TASK GOAL => The records follow. Filter them to the lines that hold "container".

MATERIAL FOR THIS EXERCISE Block Start

//! CLI layer - Command-line interface
//!
//! Contains argument parsing, output formatting, signal handling,
//! and the command runners.

pub mod app;
pub mod args;
pub mod config_cmd;
pub mod presenter;
pub mod signals;

// Re-export commonly used types
pub use app::{run_devices, run_record, EXIT_ERROR, EXIT_SUCCESS, EXIT_USAGE_ERROR};
pub use args::{Cli, Commands, ConfigAction, RecordArgs};
pub use presenter::Presenter;
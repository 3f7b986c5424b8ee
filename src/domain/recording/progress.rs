//! Progress snapshot and level metering

use std::time::Duration as StdDuration;

use super::SessionState;

/// Converts block RMS into a 0-100 display level.
#[derive(Debug, Clone, Copy, PartialEq)]
pub struct LevelMeter {
    gain: f32,
}

impl LevelMeter {
    /// Gain used by the recorder's progress display
    pub const DEFAULT_GAIN: f32 = 1000.0;

    pub const fn new(gain: f32) -> Self {
        Self { gain }
    }

    /// Scale an RMS value into `0.0..=100.0`
    pub fn level(&self, rms: f32) -> f32 {
        if !rms.is_finite() {
            return 0.0;
        }
        (rms * self.gain).clamp(0.0, 100.0)
    }
}

impl Default for LevelMeter {
    fn default() -> Self {
        Self::new(Self::DEFAULT_GAIN)
    }
}

/// Read-only view of a running session, polled by the control layer.
#[derive(Debug, Clone, Copy, PartialEq)]
pub struct Progress {
    pub state: SessionState,
    /// Wall-clock time since the stream opened
    pub elapsed: StdDuration,
    /// Frames appended to the session buffer so far
    pub frames: u64,
    /// Blocks dropped by the real-time callback under backpressure
    pub drop_count: u64,
    /// Level of the most recently consumed block, 0-100
    pub level: f32,
}

impl Progress {
    /// Audio duration represented by the captured frames
    pub fn captured(&self, sample_rate: u32) -> StdDuration {
        if sample_rate == 0 {
            return StdDuration::ZERO;
        }
        StdDuration::from_secs_f64(self.frames as f64 / sample_rate as f64)
    }

    /// Elapsed wall-clock time as `MM:SS`
    pub fn elapsed_clock(&self) -> String {
        let secs = self.elapsed.as_secs();
        format!("{:02}:{:02}", secs / 60, secs % 60)
    }
}
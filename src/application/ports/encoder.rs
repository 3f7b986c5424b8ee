//! Encoder port interface

use async_trait::async_trait;
use std::path::Path;
use thiserror::Error;

use crate::domain::output::{OutputFormat, PcmAudio};
use crate::domain::recording::Duration;

/// Encoding errors
#[derive(Debug, Clone, Error)]
pub enum EncodeError {
    #[error("Encoder unavailable: {0}")]
    Unavailable(String),

    #[error("Encoding failed: {0}")]
    Failed(String),

    #[error("Encoder did not finish within {0}")]
    Timeout(Duration),

    #[error("I/O error: {0}")]
    Io(String),
}

impl From<std::io::Error> for EncodeError {
    fn from(e: std::io::Error) -> Self {
        Self::Io(e.to_string())
    }
}

/// Port for writing captured audio to a container
#[async_trait]
pub trait AudioEncoder: Send + Sync {
    /// The container this encoder produces
    fn format(&self) -> OutputFormat;

    /// Encode `pcm` into `dest`, replacing any existing file.
    ///
    /// A failed call may leave a partial file at `dest`; callers own
    /// cleanup.
    async fn encode(&self, pcm: &PcmAudio, dest: &Path) -> Result<(), EncodeError>;
}
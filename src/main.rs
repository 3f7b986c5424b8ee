//! Field Recorder CLI entry point

use std::process::ExitCode;

use clap::Parser;
use tracing_subscriber::EnvFilter;

use field_recorder::cli::{
    app::{run_devices, run_record, EXIT_ERROR},
    args::{Cli, Commands},
    config_cmd::handle_config_command,
    presenter::Presenter,
};
use field_recorder::infrastructure::{CpalBackend, XdgConfigStore};

#[tokio::main(flavor = "multi_thread", worker_threads = 2)]
async fn main() -> ExitCode {
    tracing_subscriber::fmt()
        .with_env_filter(
            EnvFilter::try_from_default_env().unwrap_or_else(|_| EnvFilter::new("warn")),
        )
        .with_writer(std::io::stderr)
        .with_target(false)
        .init();

    let cli = Cli::parse();
    let store = XdgConfigStore::from_env();

    match cli.command {
        Commands::Record(args) => run_record(args, &store).await,
        Commands::Devices { json } => run_devices(&CpalBackend::new(), json).await,
        Commands::Config { action } => {
            let presenter = Presenter::new();
            if let Err(e) = handle_config_command(action, &store, &presenter).await {
                presenter.error(&e.to_string());
                return ExitCode::from(EXIT_ERROR);
            }
            ExitCode::SUCCESS
        }
    }
}
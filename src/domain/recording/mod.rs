//! Recording domain module

mod duration;
mod progress;
mod sample_block;
mod session;

pub use duration::{Duration, DEFAULT_DRAIN_TIMEOUT_MS, DEFAULT_ENCODE_TIMEOUT_MS};
pub use progress::{LevelMeter, Progress};
pub use sample_block::SampleBlock;
pub use session::{InvalidStateTransition, RecordingSession, SessionState};
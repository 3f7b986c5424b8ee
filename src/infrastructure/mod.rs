//! Infrastructure layer - Adapter implementations
//!
//! Contains concrete implementations of the port interfaces,
//! integrating with external systems like cpal, ffmpeg, and the filesystem.

pub mod capture;
pub mod config;
pub mod encoding;

// Re-export adapters
pub use capture::CpalBackend;
pub use config::XdgConfigStore;
pub use encoding::{create_writer, default_writer, FfmpegEncoder, FlacEncoder, WavEncoder};
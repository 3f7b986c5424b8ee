//! Captured PCM audio and 16-bit quantization

use std::sync::Arc;

/// Full-scale magnitude of a signed 16-bit sample
const I16_SCALE: f32 = 32767.0;

/// Quantize a float sample to 16-bit PCM.
///
/// Values are clamped to `[-1.0, 1.0]` first. NaN maps to silence.
pub fn quantize(sample: f32) -> i16 {
    if sample.is_nan() {
        return 0;
    }
    (sample.clamp(-1.0, 1.0) * I16_SCALE).round() as i16
}

/// Inverse of [`quantize`]
pub fn dequantize(sample: i16) -> f32 {
    (sample as f32 / I16_SCALE).clamp(-1.0, 1.0)
}

/// The complete interleaved capture of one session, ready for encoding.
///
/// Cloning shares the sample buffer.
#[derive(Debug, Clone)]
pub struct PcmAudio {
    samples: Arc<[f32]>,
    sample_rate: u32,
    channels: u16,
}

impl PcmAudio {
    pub fn new(samples: Vec<f32>, sample_rate: u32, channels: u16) -> Self {
        Self {
            samples: samples.into(),
            sample_rate,
            channels: channels.max(1),
        }
    }

    pub fn samples(&self) -> &[f32] {
        &self.samples
    }

    pub fn sample_rate(&self) -> u32 {
        self.sample_rate
    }

    pub fn channels(&self) -> u16 {
        self.channels
    }

    pub fn is_empty(&self) -> bool {
        self.samples.is_empty()
    }

    /// Complete frames in the buffer
    pub fn frames(&self) -> u64 {
        (self.samples.len() / self.channels as usize) as u64
    }

    /// Samples quantized to 16-bit, in interleaved order
    pub fn to_i16(&self) -> Vec<i16> {
        self.samples.iter().copied().map(quantize).collect()
    }

    /// Raw little-endian `f32` bytes, as piped to external encoders
    pub fn to_f32le_bytes(&self) -> Vec<u8> {
        let mut bytes = Vec::with_capacity(self.samples.len() * 4);
        for sample in self.samples.iter() {
            bytes.extend_from_slice(&sample.to_le_bytes());
        }
        bytes
    }
}
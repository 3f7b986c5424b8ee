//! Capture port interfaces
//!
//! The audio host sits behind [`CaptureBackend`]. The real-time boundary is
//! [`AudioCallback`]: implementations run on the host's audio thread and
//! must return in bounded time without blocking, locking, or I/O.

use thiserror::Error;

use crate::domain::device::{CaptureConfig, DeviceDescriptor};

/// Audio host errors
#[derive(Debug, Clone, Error)]
pub enum BackendError {
    #[error("Audio host error: {0}")]
    Host(String),

    #[error("Input device {0} not found")]
    DeviceNotFound(usize),

    #[error("No default input device available")]
    NoDefaultDevice,

    #[error("Failed to open capture stream: {0}")]
    StreamOpen(String),

    #[error("Failed to start capture stream: {0}")]
    StreamPlay(String),
}

/// Condition flagged by the host alongside a block
#[derive(Debug, Clone, Copy, PartialEq, Eq, Default)]
pub enum CallbackStatus {
    #[default]
    Ok,
    /// Input overflowed before this block; samples were lost upstream
    Overflow,
    /// Host underran while producing this block
    Underflow,
}

/// Real-time producer contract.
///
/// Called once per available block for as long as the stream runs.
/// Must not block, wait on a lock, perform I/O, or grow unbounded memory.
/// Errors are recorded, never returned.
pub trait AudioCallback: Send + 'static {
    fn on_block(&mut self, samples: &[f32], status: CallbackStatus);
}

/// Receives asynchronous stream errors from the host
pub type StreamErrorCallback = Box<dyn FnMut(String) + Send + 'static>;

/// An open capture stream
pub trait CaptureStream: Send {
    /// Stop producing blocks. Once this returns the callback will not run
    /// again.
    fn stop(self: Box<Self>) -> Result<(), BackendError>;
}

/// Port for the audio host: enumeration and stream creation
pub trait CaptureBackend: Send + Sync {
    /// Enumerate input-capable devices. Always queries the host; results are
    /// a point-in-time snapshot.
    fn list_devices(&self) -> Result<Vec<DeviceDescriptor>, BackendError>;

    /// Open and start a stream on `device` with a negotiated config.
    fn open_stream(
        &self,
        device: &DeviceDescriptor,
        config: &CaptureConfig,
        callback: Box<dyn AudioCallback>,
        on_error: StreamErrorCallback,
    ) -> Result<Box<dyn CaptureStream>, BackendError>;
}

/// Pick the requested device, or the default one when `index` is `None`.
///
/// Without a flagged default the first device is used.
pub fn select_device(
    devices: &[DeviceDescriptor],
    index: Option<usize>,
) -> Result<DeviceDescriptor, BackendError> {
    match index {
        Some(i) => devices
            .iter()
            .find(|d| d.index == i)
            .cloned()
            .ok_or(BackendError::DeviceNotFound(i)),
        None => devices
            .iter()
            .find(|d| d.is_default)
            .or_else(|| devices.first())
            .cloned()
            .ok_or(BackendError::NoDefaultDevice),
    }
}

MATERIAL FOR THIS EXERCISE Block End

ANSWER BOX =>
/// Port for writing captured audio to a container
    /// The container this encoder produces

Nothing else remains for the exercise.